» PROVIDED DATA:
use clap::{Parser, Subcommand};

/// tastychat - conversational trading assistant for the tasty-agent tool server
///
/// With no subcommand, starts an interactive chat on stdin/stdout.
#[derive(Parser, Debug)]
#[command(name = "tastychat")]
#[command(author, version, about, long_about = None)]
pub struct Cli {
    /// Model identifier in provider:name form (e.g. openai:gpt-4o-mini)
    #[arg(long, env = "MODEL_IDENTIFIER")]
    pub model: Option<String>,

    /// Endpoint override for OpenAI-compatible APIs
    #[arg(long, env = "OPENAI_BASE_URL")]
    pub api_base: Option<String>,

    /// API key for the configured model
    #[arg(long)]
    pub api_key: Option<String>,

    /// Send a single message and exit instead of starting the chat loop
    #[arg(long, short = 'm')]
    pub message: Option<String>,

    #[command(subcommand)]
    pub command: Option<Commands>,
}

#[derive(Subcommand, Debug)]
pub enum Commands {
    /// Publish the tool server over HTTP/SSE for remote orchestration clients
    #[command(after_help = "\
Environment Variables Required:
  TASTYTRADE_CLIENT_SECRET    OAuth client secret
  TASTYTRADE_REFRESH_TOKEN    OAuth refresh token
  TASTYTRADE_ACCOUNT_ID       (Optional) Specific account ID to use

Connect to the server:
  http://localhost:8000/sse")]
    Serve {
        /// Host to bind to (default: 0.0.0.0)
        #[arg(long, default_value = "0.0.0.0")]
        host: String,

        /// Port to bind to (default: 8000)
        #[arg(long, default_value = "8000")]
        port: u16,

        /// Enable debug logging
        #[arg(long)]
        debug: bool,
    },
}
//! Observability: tracing init.
//!
//! Logging initialization is a precondition of process startup: it runs once,
//! first thing in `main`, before any session or connector exists.

use tracing_subscriber::{prelude::*, EnvFilter};

/// Tracing initialization mode.
#[derive(Clone, Copy)]
pub enum TracingMode {
    /// Default: use LOG_LEVEL from env.
    Default,
    /// Host mode with --debug: force debug for our own events.
    Debug,
}

/// Initialize tracing. Call at process startup, before anything else.
///
/// Dependency crates that chatter at info level (HTTP client internals,
/// line editor) are capped at warn so the chat UI stays clean.
pub fn init_tracing(mode: TracingMode) {
    let cfg = crate::config::ObservabilityConfig::from_env();
    let level = match mode {
        TracingMode::Debug => "debug".to_string(),
        TracingMode::Default => cfg.log_level.clone(),
    };
    let directives = format!(
        "{level},hyper=warn,hyper_util=warn,reqwest=warn,rustyline=warn,tower_http={level}"
    );

    let filter =
        EnvFilter::try_from_default_env().unwrap_or_else(|_| EnvFilter::new(&directives));

    let _ = if cfg.log_json {
        tracing_subscriber::registry()
            .with(filter)
            .with(
                tracing_subscriber::fmt::layer()
                    .json()
                    .with_target(true)
                    .with_thread_ids(false),
            )
            .try_init()
    } else {
        tracing_subscriber::registry()
            .with(filter)
            .with(
                tracing_subscriber::fmt::layer()
                    .with_target(true)
                    .with_thread_ids(false),
            )
            .try_init()
    };
}
//! Error taxonomy for the agent session and its collaborators.
//!
//! Startup-time configuration problems and connector failures are fatal;
//! model and tool failures are per-turn and the chat loop keeps going.

use thiserror::Error;

#[derive(Debug, Error)]
pub enum AgentError {
    /// Required configuration is missing or invalid. Fatal at startup,
    /// before any session exists.
    #[error("configuration error: {0}")]
    Configuration(String),

    /// The tool-provider channel could not be established or has died.
    /// Fatal to the session; the caller decides whether to restart.
    #[error("tool provider unavailable: {0}")]
    ProviderUnavailable(String),

    /// The model endpoint rejected or failed the request. The turn is lost
    /// but the session (and its carried state) survives.
    #[error("model invocation failed: {0}")]
    ModelInvocation(String),

    /// A specific tool call failed. By policy this is surfaced into the
    /// model's context rather than raised to the loop; it only appears as
    /// an `Err` when a tool result cannot even be represented.
    #[error("tool invocation failed: {0}")]
    ToolInvocation(String),
}

impl AgentError {
    /// Whether the session can continue after this error.
    pub fn is_recoverable(&self) -> bool {
        matches!(
            self,
            AgentError::ModelInvocation(_) | AgentError::ToolInvocation(_)
        )
    }
}

#[cfg(test)]
mod tests {
    use super::*;

    #[test]
    fn provider_and_configuration_errors_are_fatal() {
        assert!(!AgentError::ProviderUnavailable("gone".into()).is_recoverable());
        assert!(!AgentError::Configuration("missing".into()).is_recoverable());
    }

    #[test]
    fn per_turn_errors_are_recoverable() {
        assert!(AgentError::ModelInvocation("503".into()).is_recoverable());
        assert!(AgentError::ToolInvocation("bad args".into()).is_recoverable());
    }
}
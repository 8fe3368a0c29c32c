//! Agent session: one model + instruction + tool-set binding, one logical
//! turn per `run` call.
//!
//! A turn is atomic from the caller's point of view. `run` works on a copy
//! of the prior Conversation State and only hands the extended state back on
//! success; on failure the copy dies with the error and the caller retries
//! later from its last known-good state.

use crate::config::SessionConfig;
use crate::error::AgentError;
use crate::provider::{ToolOutcome, ToolProvider};
use serde_json::Value;

use super::llm::LlmClient;
use super::types::{safe_truncate, ChatMessage, ToolDefinition, ToolInvocation, TurnResult};

pub struct AgentSession {
    llm: LlmClient,
    model: String,
    instructions: String,
    provider: ToolProvider,
    tools: Vec<ToolDefinition>,
    max_iterations: usize,
}

impl std::fmt::Debug for AgentSession {
    fn fmt(&self, f: &mut std::fmt::Formatter<'_>) -> std::fmt::Result {
        f.debug_struct("AgentSession")
            .field("model", &self.model)
            .field("tools", &self.tools)
            .field("max_iterations", &self.max_iterations)
            .finish_non_exhaustive()
    }
}

impl AgentSession {
    /// Connect the tool provider and bind it with the model and composed
    /// instructions. Constructed once per process; the provider lives as
    /// long as the session.
    pub async fn open(config: &SessionConfig, instructions: String) -> Result<Self, AgentError> {
        if config.llm.api_key.is_empty() {
            return Err(AgentError::Configuration(
                "missing API key for the configured model (set OPENAI_API_KEY or ANTHROPIC_API_KEY)"
                    .to_string(),
            ));
        }

        let provider = ToolProvider::connect(&config.provider).await?;
        let tools = provider
            .tools()
            .iter()
            .map(ToolDefinition::from_descriptor)
            .collect();

        tracing::info!(model = %config.llm.model, "agent session created");
        Ok(Self {
            llm: LlmClient::new(config.llm.base_url.as_deref(), &config.llm.api_key),
            model: config.llm.model.clone(),
            instructions,
            provider,
            tools,
            max_iterations: config.max_iterations,
        })
    }

    /// Execute one logical turn: model call, any number of tool invocations,
    /// final output text.
    pub async fn run(
        &self,
        user_text: &str,
        prior_state: &[ChatMessage],
    ) -> Result<TurnResult, AgentError> {
        // Working copy: the caller's state is never touched.
        let mut state: Vec<ChatMessage> = prior_state.to_vec();
        state.push(ChatMessage::user(user_text));

        let mut invocations: Vec<ToolInvocation> = Vec::new();
        let mut last_text: Option<String> = None;

        let tools_ref = if self.tools.is_empty() {
            None
        } else {
            Some(self.tools.as_slice())
        };

        for _ in 0..self.max_iterations {
            let mut request = Vec::with_capacity(state.len() + 1);
            request.push(ChatMessage::system(&self.instructions));
            request.extend_from_slice(&state);

            let response = self
                .llm
                .chat_completion(&self.model, &request, tools_ref)
                .await?;

            let choice = response.choices.into_iter().next().ok_or_else(|| {
                AgentError::ModelInvocation("no choices in LLM response".to_string())
            })?;

            let assistant_content = choice.message.content;
            let tool_calls = choice.message.tool_calls.unwrap_or_default();

            if tool_calls.is_empty() {
                let output = assistant_content.unwrap_or_default();
                state.push(ChatMessage::assistant(&output));
                return Ok(TurnResult {
                    output,
                    state,
                    invocations,
                });
            }

            state.push(ChatMessage::assistant_with_tool_calls(
                assistant_content.as_deref(),
                tool_calls.clone(),
            ));
            if assistant_content.is_some() {
                last_text = assistant_content;
            }

            for tc in &tool_calls {
                tracing::debug!(
                    tool = %tc.function.name,
                    args = %safe_truncate(&tc.function.arguments, 200),
                    "invoking tool"
                );

                let outcome = match serde_json::from_str::<Value>(&tc.function.arguments) {
                    Ok(arguments) => {
                        self.provider.call_tool(&tc.function.name, arguments).await?
                    }
                    Err(e) => {
                        let err = AgentError::ToolInvocation(format!(
                            "invalid arguments for {}: {}",
                            tc.function.name, e
                        ));
                        tracing::warn!("{}", err);
                        ToolOutcome {
                            content: format!("Error: {}", err),
                            is_error: true,
                        }
                    }
                };
                if outcome.is_error {
                    // Surfaced into the model's context, not raised: the
                    // model can adapt or explain the failure to the user.
                    tracing::warn!(tool = %tc.function.name, "tool returned an error");
                }

                invocations.push(ToolInvocation {
                    name: tc.function.name.clone(),
                    arguments: tc.function.arguments.clone(),
                    is_error: outcome.is_error,
                });
                state.push(ChatMessage::tool_result(&tc.id, &outcome.content));
            }
        }

        // Iteration cap: the exchange happened, so it stays in history; the
        // last assistant text stands in for a final answer.
        tracing::warn!(max_iterations = self.max_iterations, "turn hit iteration cap");
        let output = last_text.unwrap_or_else(|| "[no response]".to_string());
        state.push(ChatMessage::assistant(&output));
        Ok(TurnResult {
            output,
            state,
            invocations,
        })
    }

    /// Release the session: tears down the tool provider. Dropping the
    /// session without calling this still kills the subprocess.
    pub async fn close(self) {
        self.provider.close().await;
        tracing::info!("agent session closed");
    }
}
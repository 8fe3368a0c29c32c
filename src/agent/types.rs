//! Shared types for the agent module.

use crate::provider::ToolDescriptor;
use serde::{Deserialize, Serialize};

/// Truncate a string at a safe UTF-8 char boundary (from the start).
/// Returns a &str of at most `max_bytes` bytes, never splitting a multi-byte
/// character.
pub fn safe_truncate(s: &str, max_bytes: usize) -> &str {
    if s.len() <= max_bytes {
        return s;
    }
    let mut end = max_bytes;
    while end > 0 && !s.is_char_boundary(end) {
        end -= 1;
    }
    &s[..end]
}

// ─── Chat messages ──────────────────────────────────────────────────────────

/// A chat message in OpenAI format. Conversation State is an ordered
/// sequence of these, owned by the loop and threaded through each turn.
#[derive(Debug, Clone, Serialize, Deserialize)]
pub struct ChatMessage {
    pub role: String,
    #[serde(skip_serializing_if = "Option::is_none")]
    pub content: Option<String>,
    #[serde(skip_serializing_if = "Option::is_none")]
    pub tool_calls: Option<Vec<ToolCall>>,
    #[serde(skip_serializing_if = "Option::is_none")]
    pub tool_call_id: Option<String>,
}

impl ChatMessage {
    pub fn system(content: &str) -> Self {
        Self {
            role: "system".to_string(),
            content: Some(content.to_string()),
            tool_calls: None,
            tool_call_id: None,
        }
    }

    pub fn user(content: &str) -> Self {
        Self {
            role: "user".to_string(),
            content: Some(content.to_string()),
            tool_calls: None,
            tool_call_id: None,
        }
    }

    pub fn assistant(content: &str) -> Self {
        Self {
            role: "assistant".to_string(),
            content: Some(content.to_string()),
            tool_calls: None,
            tool_call_id: None,
        }
    }

    pub fn assistant_with_tool_calls(content: Option<&str>, tool_calls: Vec<ToolCall>) -> Self {
        Self {
            role: "assistant".to_string(),
            content: content.map(|s| s.to_string()),
            tool_calls: Some(tool_calls),
            tool_call_id: None,
        }
    }

    pub fn tool_result(tool_call_id: &str, content: &str) -> Self {
        Self {
            role: "tool".to_string(),
            content: Some(content.to_string()),
            tool_calls: None,
            tool_call_id: Some(tool_call_id.to_string()),
        }
    }
}

/// A tool call from the LLM.
#[derive(Debug, Clone, Serialize, Deserialize)]
pub struct ToolCall {
    pub id: String,
    #[serde(rename = "type")]
    pub call_type: String,
    pub function: FunctionCall,
}

#[derive(Debug, Clone, Serialize, Deserialize)]
pub struct FunctionCall {
    pub name: String,
    pub arguments: String,
}

// ─── Tool definitions ───────────────────────────────────────────────────────

/// OpenAI-compatible tool definition handed to the model.
#[derive(Debug, Clone, Serialize, Deserialize)]
pub struct ToolDefinition {
    #[serde(rename = "type")]
    pub tool_type: String,
    pub function: FunctionDef,
}

#[derive(Debug, Clone, Serialize, Deserialize)]
pub struct FunctionDef {
    pub name: String,
    pub description: String,
    pub parameters: serde_json::Value,
}

impl ToolDefinition {
    /// Build from a provider tool descriptor.
    pub fn from_descriptor(descriptor: &ToolDescriptor) -> Self {
        Self {
            tool_type: "function".to_string(),
            function: FunctionDef {
                name: descriptor.name.clone(),
                description: descriptor.description.clone(),
                parameters: descriptor.input_schema.clone(),
            },
        }
    }

    /// Convert to Claude API format: { name, description, input_schema }.
    pub fn to_claude_format(&self) -> serde_json::Value {
        serde_json::json!({
            "name": self.function.name,
            "description": self.function.description,
            "input_schema": self.function.parameters
        })
    }
}

/// Parse tool calls from a Claude native API response.
/// Claude returns content blocks with type "tool_use".
pub fn parse_claude_tool_calls(content_blocks: &[serde_json::Value]) -> Vec<ToolCall> {
    let mut calls = Vec::new();
    for block in content_blocks {
        if block.get("type").and_then(|v| v.as_str()) == Some("tool_use") {
            let id = block
                .get("id")
                .and_then(|v| v.as_str())
                .unwrap_or("")
                .to_string();
            let name = block
                .get("name")
                .and_then(|v| v.as_str())
                .unwrap_or("")
                .to_string();
            let input = block.get("input").cloned().unwrap_or(serde_json::json!({}));
            let arguments = serde_json::to_string(&input).unwrap_or_else(|_| "{}".to_string());

            calls.push(ToolCall {
                id,
                call_type: "function".to_string(),
                function: FunctionCall { name, arguments },
            });
        }
    }
    calls
}

// ─── Turn results ───────────────────────────────────────────────────────────

/// One tool invocation performed during a turn, in occurrence order.
#[derive(Debug, Clone)]
pub struct ToolInvocation {
    pub name: String,
    pub arguments: String,
    pub is_error: bool,
}

/// The complete result of one logical turn.
///
/// `state` is the prior Conversation State plus this turn's records; the
/// caller replaces its carried state with it only on success.
#[derive(Debug)]
pub struct TurnResult {
    pub output: String,
    pub state: Vec<ChatMessage>,
    pub invocations: Vec<ToolInvocation>,
}

#[cfg(test)]
mod tests {
    use super::*;
    use serde_json::json;

    #[test]
    fn safe_truncate_respects_char_boundaries() {
        let s = "ΔΘΛ";
        let t = safe_truncate(s, 3);
        assert!(s.starts_with(t));
        assert!(t.len() <= 3);
    }

    #[test]
    fn tool_definition_round_trips_a_descriptor() {
        let descriptor = ToolDescriptor {
            name: "get_quote".to_string(),
            description: "Quote a symbol".to_string(),
            input_schema: json!({"type": "object", "properties": {"symbol": {"type": "string"}}}),
        };
        let def = ToolDefinition::from_descriptor(&descriptor);
        assert_eq!(def.tool_type, "function");
        assert_eq!(def.function.name, "get_quote");

        let claude = def.to_claude_format();
        assert_eq!(claude["name"], "get_quote");
        assert_eq!(claude["input_schema"]["type"], "object");
    }

    #[test]
    fn claude_tool_use_blocks_become_tool_calls() {
        let blocks = vec![
            json!({"type": "text", "text": "checking"}),
            json!({
                "type": "tool_use",
                "id": "tu_1",
                "name": "get_positions",
                "input": {}
            }),
        ];
        let calls = parse_claude_tool_calls(&blocks);
        assert_eq!(calls.len(), 1);
        assert_eq!(calls[0].id, "tu_1");
        assert_eq!(calls[0].function.name, "get_positions");
        assert_eq!(calls[0].function.arguments, "{}");
    }

    #[test]
    fn tool_result_message_links_back_to_its_call() {
        let msg = ChatMessage::tool_result("call_9", "AAPL 100 shares");
        assert_eq!(msg.role, "tool");
        assert_eq!(msg.tool_call_id.as_deref(), Some("call_9"));
    }
}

» PROMPT: When a line in the listing has the word "ToolDefinition", return that line.

» WRITTEN SOLUTION:
use super::types::{safe_truncate, ChatMessage, ToolDefinition, ToolInvocation, TurnResult};
    tools: Vec<ToolDefinition>,
            .map(ToolDefinition::from_descriptor)
pub struct ToolDefinition {
impl ToolDefinition {
        let def = ToolDefinition::from_descriptor(&descriptor);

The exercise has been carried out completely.